Segment Open
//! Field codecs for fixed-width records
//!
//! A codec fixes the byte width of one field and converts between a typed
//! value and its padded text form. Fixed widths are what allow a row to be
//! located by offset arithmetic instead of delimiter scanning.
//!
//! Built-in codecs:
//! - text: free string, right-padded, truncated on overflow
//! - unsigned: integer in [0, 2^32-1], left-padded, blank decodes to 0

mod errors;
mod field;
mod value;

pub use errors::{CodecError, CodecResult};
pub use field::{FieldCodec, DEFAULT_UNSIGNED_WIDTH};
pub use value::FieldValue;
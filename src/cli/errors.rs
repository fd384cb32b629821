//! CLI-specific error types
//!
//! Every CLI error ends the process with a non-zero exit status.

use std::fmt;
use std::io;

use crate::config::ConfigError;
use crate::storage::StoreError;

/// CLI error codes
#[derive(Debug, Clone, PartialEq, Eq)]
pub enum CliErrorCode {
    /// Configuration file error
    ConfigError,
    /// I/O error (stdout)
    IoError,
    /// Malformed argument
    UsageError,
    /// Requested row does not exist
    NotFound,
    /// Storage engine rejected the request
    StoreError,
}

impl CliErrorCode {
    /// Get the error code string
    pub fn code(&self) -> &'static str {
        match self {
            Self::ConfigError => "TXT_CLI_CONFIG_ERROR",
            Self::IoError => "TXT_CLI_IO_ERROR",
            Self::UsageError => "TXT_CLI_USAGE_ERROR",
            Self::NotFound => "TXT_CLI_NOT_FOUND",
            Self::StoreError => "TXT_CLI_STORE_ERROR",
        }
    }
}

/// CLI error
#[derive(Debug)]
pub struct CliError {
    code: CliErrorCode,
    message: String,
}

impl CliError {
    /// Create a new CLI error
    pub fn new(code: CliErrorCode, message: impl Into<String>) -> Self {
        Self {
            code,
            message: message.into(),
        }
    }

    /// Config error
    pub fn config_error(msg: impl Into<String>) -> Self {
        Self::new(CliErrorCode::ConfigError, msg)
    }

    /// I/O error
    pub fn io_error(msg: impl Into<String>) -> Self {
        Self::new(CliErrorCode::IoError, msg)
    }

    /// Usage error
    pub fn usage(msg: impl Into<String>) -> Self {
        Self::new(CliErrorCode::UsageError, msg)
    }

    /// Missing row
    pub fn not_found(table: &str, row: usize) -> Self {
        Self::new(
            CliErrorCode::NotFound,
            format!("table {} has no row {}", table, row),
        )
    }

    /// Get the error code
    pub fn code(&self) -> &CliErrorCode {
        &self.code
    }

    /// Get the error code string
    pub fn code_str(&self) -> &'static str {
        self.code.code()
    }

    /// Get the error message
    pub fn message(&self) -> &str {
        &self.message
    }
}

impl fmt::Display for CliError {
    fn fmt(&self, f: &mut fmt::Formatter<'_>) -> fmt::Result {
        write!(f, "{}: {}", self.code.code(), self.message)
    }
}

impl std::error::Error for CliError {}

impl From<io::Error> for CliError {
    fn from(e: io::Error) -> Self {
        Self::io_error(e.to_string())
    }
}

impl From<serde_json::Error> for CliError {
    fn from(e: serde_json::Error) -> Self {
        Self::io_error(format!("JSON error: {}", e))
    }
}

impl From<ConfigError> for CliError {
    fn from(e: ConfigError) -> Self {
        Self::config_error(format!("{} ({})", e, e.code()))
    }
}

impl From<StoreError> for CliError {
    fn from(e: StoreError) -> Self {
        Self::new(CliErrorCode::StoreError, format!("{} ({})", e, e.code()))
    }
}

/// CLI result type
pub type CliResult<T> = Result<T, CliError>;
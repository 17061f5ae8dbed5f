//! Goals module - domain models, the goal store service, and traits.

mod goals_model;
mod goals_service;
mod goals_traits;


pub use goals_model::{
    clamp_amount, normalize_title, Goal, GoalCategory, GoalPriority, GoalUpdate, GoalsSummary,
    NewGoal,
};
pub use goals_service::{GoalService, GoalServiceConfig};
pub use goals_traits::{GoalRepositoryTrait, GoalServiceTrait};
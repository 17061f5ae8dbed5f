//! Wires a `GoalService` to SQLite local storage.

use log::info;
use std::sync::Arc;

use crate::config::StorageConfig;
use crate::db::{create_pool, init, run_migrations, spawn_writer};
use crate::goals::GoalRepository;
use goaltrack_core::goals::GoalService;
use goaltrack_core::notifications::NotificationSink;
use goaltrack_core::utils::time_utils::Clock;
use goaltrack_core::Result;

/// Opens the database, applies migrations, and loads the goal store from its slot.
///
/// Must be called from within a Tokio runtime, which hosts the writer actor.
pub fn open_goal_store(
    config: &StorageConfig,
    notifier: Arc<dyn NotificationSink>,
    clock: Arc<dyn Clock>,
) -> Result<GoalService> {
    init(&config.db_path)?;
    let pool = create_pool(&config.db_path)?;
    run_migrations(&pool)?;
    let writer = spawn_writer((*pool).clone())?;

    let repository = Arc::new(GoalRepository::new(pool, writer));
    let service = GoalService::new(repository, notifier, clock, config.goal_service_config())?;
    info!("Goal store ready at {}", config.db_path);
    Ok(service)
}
Segment Closed
What the exercise asks: Copy every line of the listing containing the string "notifier".

Reply:
    notifier: Arc<dyn NotificationSink>,
    let service = GoalService::new(repository, notifier, clock, config.goal_service_config())?;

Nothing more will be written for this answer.